Globalised Fashion and Place-Based Consciousness
Before the novel coronavirus pandemic, the economist Giacomo Becattini characterised Italy as suffering its worst economic crisis in 80 years. Famous for his work related to local development and industrial districts, Becattini acknowledged capitalism was a broken system. To ferry Italy beyond crisis, he elaborated a solution in his last book, La coscienza dei luoghi (The Consciousness of Places, 2015), that centres place-based knowledge. The book’s subtitle, Territory as a Choral Subject, offers vision through metaphor: voices find harmony in context. The future of a given place is moored to ‘authentic motors of development’: historical patrimony, infrastructure, and collective knowhow (Becattini 2015: 22–23). In practice, these voices may or may not be in harmony; they may be in conflict or have a polyphonic quality. The degree to which local economic development syncs with diverse human economies and local social relations remains an open question.

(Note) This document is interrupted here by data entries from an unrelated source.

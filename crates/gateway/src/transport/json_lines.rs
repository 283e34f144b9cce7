//! JSON-lines publisher
//!
//! Writes one `{"output": "<name>", "msg": <message>}` object per line to any
//! async writer. Several publishers can share one writer; lines never
//! interleave.

use crate::error::TransportError;
use crate::transport::Publisher;
use async_trait::async_trait;
use serde::Serialize;
use std::sync::Arc;
use tokio::io::{AsyncWrite, AsyncWriteExt};
use tokio::sync::Mutex;

#[derive(Serialize)]
struct Line<'a, M> {
    output: &'a str,
    msg: &'a M,
}

/// Publisher that serializes each message as a tagged JSON line
pub struct JsonLinesPublisher<W> {
    writer: Arc<Mutex<W>>,
    output: String,
}

impl<W> JsonLinesPublisher<W>
where
    W: AsyncWrite + Unpin + Send,
{
    pub fn new(writer: Arc<Mutex<W>>, output: impl Into<String>) -> Self {
        Self {
            writer,
            output: output.into(),
        }
    }

    /// Output name written on every line
    pub fn output(&self) -> &str {
        &self.output
    }
}

#[async_trait]
impl<M, W> Publisher<M> for JsonLinesPublisher<W>
where
    M: Serialize + Send + Sync,
    W: AsyncWrite + Unpin + Send,
{
    async fn publish(&self, msg: &M) -> Result<(), TransportError> {
        let mut line = serde_json::to_vec(&Line {
            output: &self.output,
            msg,
        })?;
        line.push(b'\n');

        let mut writer = self.writer.lock().await;
        writer.write_all(&line).await?;
        writer.flush().await?;
        Ok(())
    }
}
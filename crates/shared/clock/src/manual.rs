use delta_core::Timestamp;
use delta_ports::Clock;
use std::sync::atomic::{AtomicU64, Ordering};

/// Fixed clock that only advances when explicitly moved
///
/// Shared between the test and the node under test through an `Arc`.
pub struct ManualClock {
    /// `f64` bits of the current time
    current: AtomicU64,
}

impl ManualClock {
    pub fn new(initial: Timestamp) -> Self {
        Self {
            current: AtomicU64::new(initial.to_bits()),
        }
    }

    /// Advance the time by `millis`
    pub fn advance(&self, millis: f64) {
        // Single writer in tests, a load/store pair is enough
        let next = self.now() + millis;
        self.set(next);
    }

    /// Explicitly set the time
    pub fn set(&self, time: Timestamp) {
        self.current.store(time.to_bits(), Ordering::SeqCst);
    }
}

impl Default for ManualClock {
    fn default() -> Self {
        Self::new(0.0)
    }
}

impl Clock for ManualClock {
    fn now(&self) -> Timestamp {
        f64::from_bits(self.current.load(Ordering::SeqCst))
    }

    fn name(&self) -> &str {
        "ManualClock"
    }
}

#[cfg(test)]
mod tests {
    use super::*;

    #[test]
    fn test_fixed_until_moved() {
        let clock = ManualClock::new(100.0);
        assert_eq!(clock.now(), 100.0);
        assert_eq!(clock.now(), 100.0);

        clock.advance(5.0);
        assert_eq!(clock.now(), 105.0);

        clock.set(42.0);
        assert_eq!(clock.now(), 42.0);
    }
}
//! Output and subject naming

use serde::{Deserialize, Serialize};
use std::fmt;

/// Subjects for logical message routing
///
/// Even with tokio channels, we use logical subject names for:
/// - Clear message categorization
/// - Debugging and logging
pub struct Subjects;

impl Subjects {
    /// Messages that passed the filter
    pub const FORWARD: &'static str = "delta.forward";

    /// Messages suppressed by the filter
    pub const REJECTED: &'static str = "delta.rejected";

    /// Node status changes (out of band, never carries messages)
    pub const STATUS: &'static str = "delta.status";

    /// Output of a specific node: `delta.{node_id}.forward`
    pub fn node_output(node_id: &str, output: Output) -> String {
        format!("delta.{}.{}", node_id, output.name())
    }
}

/// The two outputs of a filter node
#[derive(Debug, Clone, Copy, PartialEq, Eq, Hash, Serialize, Deserialize)]
#[serde(rename_all = "lowercase")]
pub enum Output {
    Forward,
    Rejected,
}

impl Output {
    /// Position in the node's output list
    pub fn index(&self) -> usize {
        match self {
            Output::Forward => 0,
            Output::Rejected => 1,
        }
    }

    pub fn name(&self) -> &'static str {
        match self {
            Output::Forward => "forward",
            Output::Rejected => "rejected",
        }
    }

    pub fn subject(&self) -> &'static str {
        match self {
            Output::Forward => Subjects::FORWARD,
            Output::Rejected => Subjects::REJECTED,
        }
    }
}

impl fmt::Display for Output {
    fn fmt(&self, f: &mut fmt::Formatter<'_>) -> fmt::Result {
        f.write_str(self.name())
    }
}

#[cfg(test)]
mod tests {
    use super::*;

    #[test]
    fn test_subjects() {
        assert_eq!(Output::Forward.subject(), "delta.forward");
        assert_eq!(Output::Rejected.subject(), "delta.rejected");
        assert_eq!(
            Subjects::node_output("n1", Output::Rejected),
            "delta.n1.rejected"
        );
    }

    #[test]
    fn test_output_order() {
        assert_eq!(Output::Forward.index(), 0);
        assert_eq!(Output::Rejected.index(), 1);
        assert_eq!(serde_json::to_string(&Output::Rejected).unwrap(), "\"rejected\"");
    }
}
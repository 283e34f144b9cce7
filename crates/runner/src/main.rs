use clap::Parser;
use delta_clock::SystemClock;
use delta_core::Message;
use delta_gateway::{JsonLinesPublisher, Output, QueuePublisher};
use delta_runner::{ChangeDetectNode, Pipeline, load_config, load_default_config};
use delta_store::InMemoryStateStore;
use log::{info, warn};
use std::path::PathBuf;
use std::sync::Arc;
use tokio::io::{AsyncBufRead, AsyncBufReadExt, BufReader};
use tokio::sync::Mutex;

/// Filter JSON messages from stdin, one per line
///
/// Each message is written to stdout as `{"output": "forward"|"rejected", "msg": ...}`.
#[derive(Parser, Debug)]
#[command(name = "delta-filter", version)]
struct Cli {
    /// Node configuration file (JSON); without it every message passes
    #[arg(short, long)]
    config: Option<PathBuf>,

    /// Input queue capacity
    #[arg(long, default_value_t = 1024)]
    capacity: usize,
}

#[tokio::main]
async fn main() -> anyhow::Result<()> {
    env_logger::init();
    let cli = Cli::parse();

    let config = match &cli.config {
        Some(path) => load_config(path)?,
        None => load_default_config()?,
    };
    info!("Starting delta-filter: {:?}", config);

    let node = ChangeDetectNode::new(
        config,
        Arc::new(InMemoryStateStore::new()),
        Arc::new(SystemClock::new()),
    )?;

    let stdout = Arc::new(Mutex::new(tokio::io::stdout()));
    let forward = JsonLinesPublisher::new(stdout.clone(), Output::Forward.name());
    let rejected = JsonLinesPublisher::new(stdout, Output::Rejected.name());

    let (input_tx, input_rx) = QueuePublisher::pair(cli.capacity);
    let stdin = BufReader::new(tokio::io::stdin());
    let reader = tokio::spawn(read_messages(stdin, input_tx));

    let pipeline = Pipeline::new(
        node,
        Box::new(input_rx),
        Box::new(forward),
        Box::new(rejected),
    );
    let stats = pipeline.run().await?;
    reader.await??;

    info!("Done: {:?}", stats);
    Ok(())
}

/// Feed input lines into the pipeline; closes the input at EOF
///
/// Lines that are not UTF-8 or not JSON are logged and skipped.
async fn read_messages<R>(mut reader: R, input: QueuePublisher<Message>) -> anyhow::Result<()>
where
    R: AsyncBufRead + Unpin,
{
    let mut buf = Vec::new();
    let mut line_no = 0u64;

    loop {
        buf.clear();
        if reader.read_until(b'\n', &mut buf).await? == 0 {
            break;
        }
        line_no += 1;

        let line = match std::str::from_utf8(&buf) {
            Ok(line) => line.trim(),
            Err(err) => {
                warn!("line {}: not UTF-8: {}", line_no, err);
                continue;
            }
        };
        if line.is_empty() {
            continue;
        }
        match serde_json::from_str::<Message>(line) {
            Ok(msg) => input.send(msg).await?,
            Err(err) => warn!("line {}: not a JSON message: {}", line_no, err),
        }
    }

    Ok(())
}
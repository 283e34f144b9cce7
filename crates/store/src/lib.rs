//! Delta State Stores
//!
//! Implementations of the [`StateStore`](delta_ports::StateStore) port.
//! The in-memory store is the default for a single process; other backends
//! plug in behind the same trait.

mod in_memory;

pub use in_memory::InMemoryStateStore;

A hallmark of ‘made in’ labels is the connection with place. In a world where globalised supply chains have become hegemonic, and the hands behind those labels diasporic, any given consciousness of place becomes dynamic. Such dynamism may contradict the indexing of place, which conjures up particular associations, some of which are quite fixed—in essence, the opposite of dynamic.
The connection that is evoked between the Made in Italy label and the Renaissance relies on a myth of continuity. Postwar workers in the Made in Italy sectors largely migrated from rural regions and were hardly Renaissance princes. Nevertheless, the myth endures. It is a myth steeped in a particular place, commonly represented by landscapes with rolling hills covered in vineyards, olive groves, cypress trees, and even Medici palaces.
In the contemporary era, a complex set of international agreements shapes the contours of place-based labelling in Europe. A system of geographic indicators, such as protected designations of origin, signals quality products such as olive oil, salamis, and wine. Slow-food designations also exist for specialty products promoted in the interest of biodiversity. Such labelling apparatuses form an uneasy backdrop against which diasporic Chinese workers and entrepreneurs experience their lives. How are such residents’ contributions to particular places considered?
I want to conclude with several points. First, place-based labels exist paradoxically in an intensely globalised world. Second, place-based labelling practices contain particular histories and generate assumptions about specific territories—whether a nation-state (for example, Italy or China), a region or province (for example, Tuscany or Zhejiang), or a city (for example, Florence or Wenzhou). And third, place-based labels are meaningful because of their connections with specific features—the soil, the air, the climate—and particular histories, legacies of cultural patrimony, and personal or collective knowhow.
As populations change, myths of continuity become harder to sustain. I am left wondering: what new forms of dynamic place-based consciousness are already emerging to include all players in a local society that is intricately and intimately connected to a globalised world?